[Stored data]

──────────

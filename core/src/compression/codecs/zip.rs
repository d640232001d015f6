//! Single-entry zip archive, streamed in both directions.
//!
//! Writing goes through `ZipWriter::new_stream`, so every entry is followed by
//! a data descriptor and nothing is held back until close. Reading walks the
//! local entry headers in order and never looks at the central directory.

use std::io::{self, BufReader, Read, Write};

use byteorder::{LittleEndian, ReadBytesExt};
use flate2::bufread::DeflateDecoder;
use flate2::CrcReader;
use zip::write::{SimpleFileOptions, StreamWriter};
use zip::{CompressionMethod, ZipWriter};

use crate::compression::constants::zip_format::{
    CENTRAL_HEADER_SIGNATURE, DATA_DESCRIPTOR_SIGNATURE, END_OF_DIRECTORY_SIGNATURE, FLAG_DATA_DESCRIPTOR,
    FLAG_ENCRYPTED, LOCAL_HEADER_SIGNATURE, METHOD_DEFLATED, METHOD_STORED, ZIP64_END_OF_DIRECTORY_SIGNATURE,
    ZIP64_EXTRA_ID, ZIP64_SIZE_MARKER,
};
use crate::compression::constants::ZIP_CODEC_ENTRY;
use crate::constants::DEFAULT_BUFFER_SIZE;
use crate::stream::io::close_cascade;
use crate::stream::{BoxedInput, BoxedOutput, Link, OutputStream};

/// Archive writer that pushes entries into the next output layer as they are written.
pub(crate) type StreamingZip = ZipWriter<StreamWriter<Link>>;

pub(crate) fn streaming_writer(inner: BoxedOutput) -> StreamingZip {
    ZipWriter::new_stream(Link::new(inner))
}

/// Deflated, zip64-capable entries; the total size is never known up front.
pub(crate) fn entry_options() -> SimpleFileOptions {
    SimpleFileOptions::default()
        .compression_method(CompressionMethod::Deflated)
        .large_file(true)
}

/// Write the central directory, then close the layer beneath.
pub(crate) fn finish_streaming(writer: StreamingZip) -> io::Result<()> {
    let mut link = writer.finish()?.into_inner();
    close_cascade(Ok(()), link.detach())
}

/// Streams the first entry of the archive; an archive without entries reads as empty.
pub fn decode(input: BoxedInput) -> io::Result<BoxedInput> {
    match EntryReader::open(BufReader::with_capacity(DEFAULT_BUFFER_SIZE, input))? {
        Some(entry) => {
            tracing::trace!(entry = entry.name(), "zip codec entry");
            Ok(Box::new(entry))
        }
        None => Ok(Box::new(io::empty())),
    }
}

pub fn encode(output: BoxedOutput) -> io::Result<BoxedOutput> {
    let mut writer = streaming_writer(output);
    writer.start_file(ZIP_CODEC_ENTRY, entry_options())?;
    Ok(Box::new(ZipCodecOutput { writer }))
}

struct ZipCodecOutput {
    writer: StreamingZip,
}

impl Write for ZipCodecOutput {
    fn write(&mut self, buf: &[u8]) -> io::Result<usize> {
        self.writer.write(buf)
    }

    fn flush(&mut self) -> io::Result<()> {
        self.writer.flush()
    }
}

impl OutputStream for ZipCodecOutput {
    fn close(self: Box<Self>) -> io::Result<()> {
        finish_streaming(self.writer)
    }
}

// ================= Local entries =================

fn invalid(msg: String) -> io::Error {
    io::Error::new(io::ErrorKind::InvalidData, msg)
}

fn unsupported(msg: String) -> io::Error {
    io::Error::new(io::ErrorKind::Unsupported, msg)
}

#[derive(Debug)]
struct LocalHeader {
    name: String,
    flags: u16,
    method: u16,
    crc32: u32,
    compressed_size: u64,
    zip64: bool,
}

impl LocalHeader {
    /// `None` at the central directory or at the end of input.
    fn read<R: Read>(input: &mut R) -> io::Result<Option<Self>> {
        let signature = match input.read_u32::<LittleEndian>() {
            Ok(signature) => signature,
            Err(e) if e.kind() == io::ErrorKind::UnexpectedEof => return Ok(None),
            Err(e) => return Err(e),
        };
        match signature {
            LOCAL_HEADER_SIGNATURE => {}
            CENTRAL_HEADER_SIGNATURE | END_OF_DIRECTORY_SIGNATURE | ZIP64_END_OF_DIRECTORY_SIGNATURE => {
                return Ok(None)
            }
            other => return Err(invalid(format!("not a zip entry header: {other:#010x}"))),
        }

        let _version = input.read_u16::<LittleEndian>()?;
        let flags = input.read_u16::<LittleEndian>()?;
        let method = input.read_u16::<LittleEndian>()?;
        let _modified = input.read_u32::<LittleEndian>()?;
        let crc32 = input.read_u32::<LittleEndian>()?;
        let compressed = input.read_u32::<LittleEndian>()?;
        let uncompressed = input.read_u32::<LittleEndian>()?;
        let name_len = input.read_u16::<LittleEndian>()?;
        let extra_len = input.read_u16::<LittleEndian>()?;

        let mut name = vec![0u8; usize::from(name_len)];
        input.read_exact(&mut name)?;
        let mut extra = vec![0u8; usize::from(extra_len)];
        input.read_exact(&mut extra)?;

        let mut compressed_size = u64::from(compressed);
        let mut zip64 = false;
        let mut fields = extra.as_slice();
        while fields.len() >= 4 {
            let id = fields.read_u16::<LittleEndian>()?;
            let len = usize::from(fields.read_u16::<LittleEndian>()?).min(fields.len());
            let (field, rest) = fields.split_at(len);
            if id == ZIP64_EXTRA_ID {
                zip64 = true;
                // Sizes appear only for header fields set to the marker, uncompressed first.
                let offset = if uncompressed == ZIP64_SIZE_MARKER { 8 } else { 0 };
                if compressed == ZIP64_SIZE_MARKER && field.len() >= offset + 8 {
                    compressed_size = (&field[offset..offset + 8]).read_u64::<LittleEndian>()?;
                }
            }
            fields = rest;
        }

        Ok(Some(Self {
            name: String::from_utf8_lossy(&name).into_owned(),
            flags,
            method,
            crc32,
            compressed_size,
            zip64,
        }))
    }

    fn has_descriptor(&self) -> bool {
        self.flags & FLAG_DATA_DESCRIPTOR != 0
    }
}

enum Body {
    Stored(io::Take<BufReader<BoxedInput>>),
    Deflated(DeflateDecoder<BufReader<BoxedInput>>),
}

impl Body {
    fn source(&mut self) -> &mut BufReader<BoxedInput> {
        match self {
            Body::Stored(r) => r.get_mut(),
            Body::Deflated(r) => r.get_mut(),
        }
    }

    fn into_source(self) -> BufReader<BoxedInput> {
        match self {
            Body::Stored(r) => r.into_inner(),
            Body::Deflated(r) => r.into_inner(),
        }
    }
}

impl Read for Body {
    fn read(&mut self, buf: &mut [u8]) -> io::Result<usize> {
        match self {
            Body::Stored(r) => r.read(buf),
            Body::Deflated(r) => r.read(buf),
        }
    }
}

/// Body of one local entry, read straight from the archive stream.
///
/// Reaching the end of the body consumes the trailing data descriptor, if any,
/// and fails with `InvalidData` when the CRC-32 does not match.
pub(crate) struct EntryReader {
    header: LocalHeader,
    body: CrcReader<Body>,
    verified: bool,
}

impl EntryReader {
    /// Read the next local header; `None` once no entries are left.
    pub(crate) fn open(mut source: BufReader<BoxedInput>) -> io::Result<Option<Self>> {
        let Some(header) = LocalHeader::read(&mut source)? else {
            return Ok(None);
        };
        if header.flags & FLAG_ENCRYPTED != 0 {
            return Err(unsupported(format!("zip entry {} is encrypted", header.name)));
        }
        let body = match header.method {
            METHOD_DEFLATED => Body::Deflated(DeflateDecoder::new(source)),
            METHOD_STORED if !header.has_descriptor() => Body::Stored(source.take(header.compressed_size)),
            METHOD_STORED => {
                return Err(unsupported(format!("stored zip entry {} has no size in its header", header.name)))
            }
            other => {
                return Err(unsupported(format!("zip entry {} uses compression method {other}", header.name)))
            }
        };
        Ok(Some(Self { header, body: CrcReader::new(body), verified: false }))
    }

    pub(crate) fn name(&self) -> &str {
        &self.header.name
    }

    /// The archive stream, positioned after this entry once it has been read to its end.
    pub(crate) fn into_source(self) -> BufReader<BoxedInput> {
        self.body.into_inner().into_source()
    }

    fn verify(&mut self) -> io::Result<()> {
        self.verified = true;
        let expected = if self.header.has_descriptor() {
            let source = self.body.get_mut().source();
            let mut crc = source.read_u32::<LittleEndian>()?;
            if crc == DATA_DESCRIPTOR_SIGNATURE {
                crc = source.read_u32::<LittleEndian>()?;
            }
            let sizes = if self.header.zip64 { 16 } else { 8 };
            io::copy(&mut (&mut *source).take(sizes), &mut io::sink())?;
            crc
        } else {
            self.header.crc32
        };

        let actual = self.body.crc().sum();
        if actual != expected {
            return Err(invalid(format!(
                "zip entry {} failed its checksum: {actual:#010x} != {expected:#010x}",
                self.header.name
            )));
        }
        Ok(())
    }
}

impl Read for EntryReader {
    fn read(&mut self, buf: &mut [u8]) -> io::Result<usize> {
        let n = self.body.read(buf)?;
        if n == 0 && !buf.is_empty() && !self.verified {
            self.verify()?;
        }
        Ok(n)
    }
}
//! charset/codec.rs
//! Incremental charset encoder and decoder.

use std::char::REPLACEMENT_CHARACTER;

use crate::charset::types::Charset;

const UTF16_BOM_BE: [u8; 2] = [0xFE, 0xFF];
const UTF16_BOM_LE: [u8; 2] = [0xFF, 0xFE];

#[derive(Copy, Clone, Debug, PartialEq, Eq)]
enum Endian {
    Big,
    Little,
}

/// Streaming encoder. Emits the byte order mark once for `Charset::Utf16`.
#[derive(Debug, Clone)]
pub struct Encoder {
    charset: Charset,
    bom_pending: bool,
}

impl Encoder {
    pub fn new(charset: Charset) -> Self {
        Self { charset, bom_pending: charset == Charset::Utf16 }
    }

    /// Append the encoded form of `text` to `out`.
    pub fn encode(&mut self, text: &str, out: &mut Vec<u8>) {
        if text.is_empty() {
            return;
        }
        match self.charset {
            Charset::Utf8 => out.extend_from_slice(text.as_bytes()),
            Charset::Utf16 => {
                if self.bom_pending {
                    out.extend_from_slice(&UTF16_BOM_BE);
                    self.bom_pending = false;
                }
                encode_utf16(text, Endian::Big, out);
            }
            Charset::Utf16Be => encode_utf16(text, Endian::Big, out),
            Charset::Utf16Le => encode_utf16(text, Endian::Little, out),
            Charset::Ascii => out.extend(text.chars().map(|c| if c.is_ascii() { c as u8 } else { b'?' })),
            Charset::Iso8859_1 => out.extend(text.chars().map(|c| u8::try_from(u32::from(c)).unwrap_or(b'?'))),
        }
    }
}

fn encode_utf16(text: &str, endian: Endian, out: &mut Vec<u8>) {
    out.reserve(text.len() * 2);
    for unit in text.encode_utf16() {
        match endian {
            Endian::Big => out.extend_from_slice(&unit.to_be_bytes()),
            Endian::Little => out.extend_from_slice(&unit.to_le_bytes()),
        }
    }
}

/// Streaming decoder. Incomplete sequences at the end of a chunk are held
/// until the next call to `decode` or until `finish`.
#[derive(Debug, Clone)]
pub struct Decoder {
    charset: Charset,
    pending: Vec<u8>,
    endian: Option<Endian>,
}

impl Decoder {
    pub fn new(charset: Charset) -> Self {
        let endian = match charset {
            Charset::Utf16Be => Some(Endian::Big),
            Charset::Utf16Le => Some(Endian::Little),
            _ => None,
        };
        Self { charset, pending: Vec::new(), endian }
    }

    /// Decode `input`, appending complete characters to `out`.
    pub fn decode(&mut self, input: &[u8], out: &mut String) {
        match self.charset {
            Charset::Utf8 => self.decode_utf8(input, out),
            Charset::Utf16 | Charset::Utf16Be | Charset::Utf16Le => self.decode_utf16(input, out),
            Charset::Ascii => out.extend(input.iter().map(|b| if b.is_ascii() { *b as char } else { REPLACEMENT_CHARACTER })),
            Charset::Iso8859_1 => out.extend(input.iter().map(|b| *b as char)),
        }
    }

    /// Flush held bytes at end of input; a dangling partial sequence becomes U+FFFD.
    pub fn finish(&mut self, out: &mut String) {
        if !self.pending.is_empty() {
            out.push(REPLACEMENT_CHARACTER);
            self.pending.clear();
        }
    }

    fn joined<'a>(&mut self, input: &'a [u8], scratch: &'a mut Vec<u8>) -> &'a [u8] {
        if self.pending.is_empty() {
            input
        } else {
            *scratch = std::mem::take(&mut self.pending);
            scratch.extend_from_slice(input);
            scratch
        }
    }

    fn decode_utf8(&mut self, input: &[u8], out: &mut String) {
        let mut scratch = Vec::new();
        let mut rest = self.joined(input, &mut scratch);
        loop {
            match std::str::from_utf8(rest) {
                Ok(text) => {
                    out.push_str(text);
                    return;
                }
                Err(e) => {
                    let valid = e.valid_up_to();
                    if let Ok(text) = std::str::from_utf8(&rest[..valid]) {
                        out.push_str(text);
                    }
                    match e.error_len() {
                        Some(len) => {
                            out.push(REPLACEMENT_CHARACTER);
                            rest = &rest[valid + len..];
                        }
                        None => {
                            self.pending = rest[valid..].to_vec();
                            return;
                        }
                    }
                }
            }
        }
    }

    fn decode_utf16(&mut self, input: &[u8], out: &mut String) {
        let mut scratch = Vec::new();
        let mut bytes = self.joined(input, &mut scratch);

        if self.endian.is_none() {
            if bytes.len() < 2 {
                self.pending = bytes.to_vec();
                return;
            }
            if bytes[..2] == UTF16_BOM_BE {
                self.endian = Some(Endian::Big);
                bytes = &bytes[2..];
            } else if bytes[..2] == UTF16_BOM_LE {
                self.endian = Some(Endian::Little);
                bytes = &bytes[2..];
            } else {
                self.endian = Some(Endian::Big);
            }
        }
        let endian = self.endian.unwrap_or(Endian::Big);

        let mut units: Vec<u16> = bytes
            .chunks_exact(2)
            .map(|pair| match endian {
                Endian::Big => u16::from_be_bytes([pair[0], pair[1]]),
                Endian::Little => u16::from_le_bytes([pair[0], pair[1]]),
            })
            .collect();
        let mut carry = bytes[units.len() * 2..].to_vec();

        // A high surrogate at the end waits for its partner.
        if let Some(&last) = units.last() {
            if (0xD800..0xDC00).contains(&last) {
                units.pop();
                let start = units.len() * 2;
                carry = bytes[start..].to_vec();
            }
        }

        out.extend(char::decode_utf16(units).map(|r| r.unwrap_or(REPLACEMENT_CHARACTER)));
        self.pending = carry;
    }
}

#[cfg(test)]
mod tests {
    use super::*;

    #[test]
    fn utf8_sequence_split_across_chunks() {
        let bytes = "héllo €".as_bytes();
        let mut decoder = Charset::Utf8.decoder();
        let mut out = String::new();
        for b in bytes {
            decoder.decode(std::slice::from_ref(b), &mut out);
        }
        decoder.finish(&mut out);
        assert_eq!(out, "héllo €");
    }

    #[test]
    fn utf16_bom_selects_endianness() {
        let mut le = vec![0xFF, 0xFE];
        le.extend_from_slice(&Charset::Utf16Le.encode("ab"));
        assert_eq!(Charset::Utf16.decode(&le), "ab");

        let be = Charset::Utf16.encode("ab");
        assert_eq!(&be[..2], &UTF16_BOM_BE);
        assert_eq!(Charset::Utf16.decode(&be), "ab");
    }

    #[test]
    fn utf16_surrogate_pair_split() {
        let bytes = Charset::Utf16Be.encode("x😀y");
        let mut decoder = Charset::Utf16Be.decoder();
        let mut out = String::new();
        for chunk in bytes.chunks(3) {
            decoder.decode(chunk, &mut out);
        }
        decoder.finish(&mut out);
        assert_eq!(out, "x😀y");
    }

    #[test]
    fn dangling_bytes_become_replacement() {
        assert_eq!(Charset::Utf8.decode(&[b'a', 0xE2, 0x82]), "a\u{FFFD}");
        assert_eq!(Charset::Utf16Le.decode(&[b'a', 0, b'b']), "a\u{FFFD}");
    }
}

──────────

| AIM OF THE EXERCISE |
When a line in the data contains the string "OutputStream", copy that line.

| SOLVED EXERCISE |
use crate::stream::{BoxedInput, BoxedOutput, Link, OutputStream};
impl OutputStream for ZipCodecOutput {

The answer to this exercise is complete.